Object Clustering in Linked Data using Centrality (Full Paper)
SPEAKER: unknown
ABSTRACT. The volume of linked data is growing continuously. Large-scale linked data, such as DBpedia, is becoming a challenge to many Semantic Web tasks. While clustering of graphs has been deeply researched in network science and machine learning, not many researches are carried on clustering in linked data. To identify this meta-structure in large-scale linked data, the scalability of clustering should be considered. In this paper, we propose a scalable approach of centrality-based clustering, which works on a model of Object Graph derived from RDF graph. Centrality of objects is calculated as indicators for clustering. Both relational and linguistic closeness among objects are considered in clustering to produce coherent clusters.
Research on Knowledge Fusion Connotation and Process Model (Full Paper)
SPEAKER: unknown
ABSTRACT. The emergence of big-data brings diversified structures and constant growths of knowledge. The objective of knowledge fusion (KF) research is to integrate, discover and exploit valuable knowledge from distributed, heterogeneous and autonomous knowledge sources, which is the necessary prerequisite and effective approach to implement knowledge services. In order to apply KF practice, this paper firstly discusses KF connotations in terms of analyzing the relations and differences among various notions, i.e. knowledge fusion, knowledge integration, information fusion and data fusion. Then, based on knowledge representation methods using ontology, this paper investigates several KF implementation patterns and provides two types of dimensional KF process models oriented to demands of knowledge services.

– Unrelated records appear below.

use crate::{
    config::RpcEndpoints,
    error::ProviderError,
    models::{BlockSample, Chain, DataSource, MempoolVisibility, RecentBlocks},
    services::provider::ChainDataProvider,
};
use anyhow::Result;
use async_trait::async_trait;
use ethers::{
    prelude::*,
    providers::{Http, Provider},
    types::{Block, BlockNumber, Transaction},
};
use futures::future::try_join_all;
use std::collections::HashMap;
use std::sync::Arc;

struct ChainProviders {
    primary: Arc<Provider<Http>>,
    fallback: Option<Arc<Provider<Http>>>,
}

/// JSON-RPC backed provider with an optional fallback endpoint per chain.
pub struct RpcChainDataProvider {
    chains: HashMap<Chain, ChainProviders>,
}

impl RpcChainDataProvider {
    pub async fn new(endpoints: &HashMap<Chain, RpcEndpoints>) -> Result<Self> {
        let mut chains = HashMap::new();

        for (&chain, urls) in endpoints {
            let primary = Arc::new(Provider::<Http>::try_from(urls.primary.as_str())?);
            let fallback = match &urls.fallback {
                Some(url) => Some(Arc::new(Provider::<Http>::try_from(url.as_str())?)),
                None => None,
            };

            // Test connection; a chain that is down at startup still gets served later
            match primary.get_block_number().await {
                Ok(block_number) => {
                    tracing::info!("{} RPC connected, current block: {}", chain, block_number)
                }
                Err(e) => tracing::warn!("{} RPC not reachable at startup: {}", chain, e),
            }

            chains.insert(chain, ChainProviders { primary, fallback });
        }

        Ok(Self { chains })
    }

    fn providers(&self, chain: Chain) -> Result<&ChainProviders, ProviderError> {
        self.chains
            .get(&chain)
            .ok_or(ProviderError::ChainNotConfigured(chain))
    }

    async fn get_block_number(&self, providers: &ChainProviders) -> Result<(u64, DataSource), ProviderError> {
        match providers.primary.get_block_number().await {
            Ok(num) => Ok((num.as_u64(), DataSource::Live)),
            Err(e) => match &providers.fallback {
                Some(fallback) => {
                    tracing::warn!("Primary RPC failed ({}), trying fallback", e);
                    let num = fallback.get_block_number().await?;
                    Ok((num.as_u64(), DataSource::Fallback))
                }
                None => Err(e.into()),
            },
        }
    }

    async fn get_block(
        &self,
        providers: &ChainProviders,
        block_number: u64,
    ) -> Result<(Option<Block<Transaction>>, DataSource), ProviderError> {
        match providers.primary.get_block_with_txs(block_number).await {
            Ok(block) => Ok((block, DataSource::Live)),
            Err(e) => match &providers.fallback {
                Some(fallback) => {
                    tracing::warn!("Primary RPC failed for block {} ({}), trying fallback", block_number, e);
                    let block = fallback.get_block_with_txs(block_number).await?;
                    Ok((block, DataSource::Fallback))
                }
                None => Err(e.into()),
            },
        }
    }
}

/// Tip a transaction actually pays above `base_fee`.
pub fn effective_priority_fee(tx: &Transaction, base_fee: U256) -> Option<U256> {
    match (tx.max_fee_per_gas, tx.max_priority_fee_per_gas) {
        (Some(max_fee), Some(max_priority)) => Some(max_priority.min(max_fee.saturating_sub(base_fee))),
        _ => tx.gas_price.map(|price| price.saturating_sub(base_fee)),
    }
}

pub fn block_to_sample(block: &Block<Transaction>) -> Result<BlockSample, ProviderError> {
    let number = block
        .number
        .ok_or_else(|| ProviderError::Malformed("block without number".to_string()))?
        .as_u64();
    let base_fee = block.base_fee_per_gas.unwrap_or_default();

    let priority_fees = block
        .transactions
        .iter()
        .filter_map(|tx| effective_priority_fee(tx, base_fee))
        .collect();

    Ok(BlockSample {
        number,
        timestamp_ms: block.timestamp.low_u64().saturating_mul(1000),
        base_fee,
        gas_used: block.gas_used,
        gas_limit: block.gas_limit,
        tx_count: block.transactions.len() as u64,
        priority_fees,
    })
}

#[async_trait]
impl ChainDataProvider for RpcChainDataProvider {
    async fn get_recent_blocks(&self, chain: Chain, count: usize) -> Result<RecentBlocks, ProviderError> {
        let providers = self.providers(chain)?;
        let (latest, head_source) = self.get_block_number(providers).await?;

        let numbers = (0..count as u64).map_while(|i| latest.checked_sub(i));
        let fetched = try_join_all(numbers.map(|n| self.get_block(providers, n))).await?;

        let mut source = head_source;
        let mut samples = Vec::with_capacity(fetched.len());
        for (block, block_source) in fetched {
            if block_source == DataSource::Fallback {
                source = DataSource::Fallback;
            }
            match block {
                Some(block) => samples.push(block_to_sample(&block)?),
                None => tracing::warn!("{} block missing while sampling below {}", chain, latest),
            }
        }

        tracing::debug!("Fetched {} {} blocks from {:?} source", samples.len(), chain, source);
        Ok(RecentBlocks { samples, source })
    }

    async fn get_pending_tx_count(&self, chain: Chain) -> Result<u64, ProviderError> {
        let providers = self.providers(chain)?;
        let pending = match providers.primary.get_block(BlockNumber::Pending).await {
            Ok(block) => block,
            Err(e) => match &providers.fallback {
                Some(fallback) => {
                    tracing::warn!("Primary RPC failed for pending block ({}), trying fallback", e);
                    fallback.get_block(BlockNumber::Pending).await?
                }
                None => return Err(e.into()),
            },
        };
        Ok(pending.map(|b| b.transactions.len() as u64).unwrap_or(0))
    }

    fn mempool_visibility(&self, chain: Chain) -> MempoolVisibility {
        if !self.chains.contains_key(&chain) {
            return MempoolVisibility::None;
        }
        match chain {
            // public mempool, but a single node only sees part of it
            Chain::Ethereum | Chain::Polygon => MempoolVisibility::Partial,
            // sequencer-ordered, no public mempool
            Chain::Base | Chain::Arbitrum | Chain::Optimism => MempoolVisibility::None,
        }
    }
}

#[cfg(test)]
mod tests {
    use super::*;
    use crate::models::wei::gwei;
    use ethers::types::U64;

    fn eip1559_tx(max_fee: U256, max_priority: U256) -> Transaction {
        Transaction {
            max_fee_per_gas: Some(max_fee),
            max_priority_fee_per_gas: Some(max_priority),
            ..Default::default()
        }
    }

    fn legacy_tx(gas_price: U256) -> Transaction {
        Transaction {
            gas_price: Some(gas_price),
            ..Default::default()
        }
    }

    #[test]
    fn test_effective_priority_fee() {
        let base = gwei(30);
        assert_eq!(effective_priority_fee(&eip1559_tx(gwei(50), gwei(2)), base), Some(gwei(2)));
        // cap leaves less headroom than the requested tip
        assert_eq!(effective_priority_fee(&eip1559_tx(gwei(31), gwei(2)), base), Some(gwei(1)));
        assert_eq!(effective_priority_fee(&legacy_tx(gwei(33)), base), Some(gwei(3)));
        assert_eq!(effective_priority_fee(&legacy_tx(gwei(20)), base), Some(U256::zero()));
        assert_eq!(effective_priority_fee(&Transaction::default(), base), None);
    }

    #[test]
    fn test_block_to_sample() {
        let block = Block::<Transaction> {
            number: Some(U64::from(18_000_000u64)),
            timestamp: U256::from(1_700_000_000u64),
            base_fee_per_gas: Some(gwei(30)),
            gas_used: U256::from(15_000_000u64),
            gas_limit: U256::from(30_000_000u64),
            transactions: vec![eip1559_tx(gwei(40), gwei(2)), legacy_tx(gwei(35))],
            ..Default::default()
        };

        let sample = block_to_sample(&block).unwrap();
        assert_eq!(sample.number, 18_000_000);
        assert_eq!(sample.timestamp_ms, 1_700_000_000_000);
        assert_eq!(sample.tx_count, 2);
        assert_eq!(sample.priority_fees, vec![gwei(2), gwei(5)]);
    }

    #[test]
    fn test_block_without_number_is_malformed() {
        let block = Block::<Transaction>::default();
        assert!(matches!(block_to_sample(&block), Err(ProviderError::Malformed(_))));
    }

    #[tokio::test]
    async fn test_unconfigured_chain_is_rejected() {
        let provider = RpcChainDataProvider::new(&HashMap::new()).await.unwrap();
        let err = provider.get_recent_blocks(Chain::Base, 5).await.unwrap_err();
        assert!(matches!(err, ProviderError::ChainNotConfigured(Chain::Base)));
        assert_eq!(provider.mempool_visibility(Chain::Base), MempoolVisibility::None);
    }
}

E-SKB: A Semantic Knowledge Base for Emergency (Short Paper)
SPEAKER: unknown
ABSTRACT. Although the number of knowledge bases in Linked Open Data has grown explosively, there are few knowledge bases about emergency, an important issue in the area of social management. In this paper, we introduce a semantic knowledge base of emergency, extracted from an authoritative website. According to the characteristics of the website, a framework is suggested to convert web into RDF. In order to help researchers acquire more knowledge, we follow the publishing rules of Linked Open Data—not only using URIs to label the objects in the semantic knowledge base, but also providing links to DBpedia. Finally, we employ Sesame to store and publish the semantic knowledge base, and develop a query interface to retrieve the knowledge base with SPARQL.